• **Work to be completed**: Reproduce the records exactly through the line with "pub struct RemarkEntry".

• **Source data**:
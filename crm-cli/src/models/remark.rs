//! Remark history entries

use chrono::{DateTime, Local};
use serde::{Deserialize, Serialize};

/// A timestamped, authored note appended to a record's history
#[derive(Debug, Clone, PartialEq, Eq, Serialize, Deserialize)]
pub struct RemarkEntry {
    pub text: String,
    pub timestamp: String,
    pub author: String,
}

impl RemarkEntry {
    /// Create an entry stamped with the given local time
    pub fn new(text: impl Into<String>, author: impl Into<String>, now: DateTime<Local>) -> Self {
        Self {
            text: text.into(),
            timestamp: format_timestamp(now),
            author: author.into(),
        }
    }
}

/// Human-readable local timestamp, e.g. `3/14/2024, 9:05:00 AM`
pub fn format_timestamp(now: DateTime<Local>) -> String {
    now.format("%-m/%-d/%Y, %-I:%M:%S %p").to_string()
}

/// Append a trimmed remark to a history when it has any content
///
/// Returns true when an entry was appended.
pub fn append_remark(
    history: &mut Vec<RemarkEntry>,
    text: &str,
    author: &str,
    now: DateTime<Local>,
) -> bool {
    let trimmed = text.trim();
    if trimmed.is_empty() {
        return false;
    }
    history.push(RemarkEntry::new(trimmed, author, now));
    true
}

#[cfg(test)]
mod tests {
    use super::*;
    use chrono::TimeZone;

    fn at(h: u32, m: u32) -> DateTime<Local> {
        Local.with_ymd_and_hms(2024, 3, 14, h, m, 0).unwrap()
    }

    #[test]
    fn test_format_timestamp() {
        assert_eq!(format_timestamp(at(9, 5)), "3/14/2024, 9:05:00 AM");
        assert_eq!(format_timestamp(at(21, 30)), "3/14/2024, 9:30:00 PM");
    }

    #[test]
    fn test_append_remark_skips_blank() {
        let mut history = Vec::new();
        assert!(!append_remark(&mut history, "   ", "alice", at(9, 0)));
        assert!(history.is_empty());

        assert!(append_remark(&mut history, "  called back  ", "alice", at(9, 0)));
        assert_eq!(history.len(), 1);
        assert_eq!(history[0].text, "called back");
        assert_eq!(history[0].author, "alice");
    }
}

• **Answer to the problem**:
filename crm-cli/src/models/remark.rs
//! Remark history entries

use chrono::{DateTime, Local};
use serde::{Deserialize, Serialize};

/// A timestamped, authored note appended to a record's history
#[derive(Debug, Clone, PartialEq, Eq, Serialize, Deserialize)]
pub struct RemarkEntry {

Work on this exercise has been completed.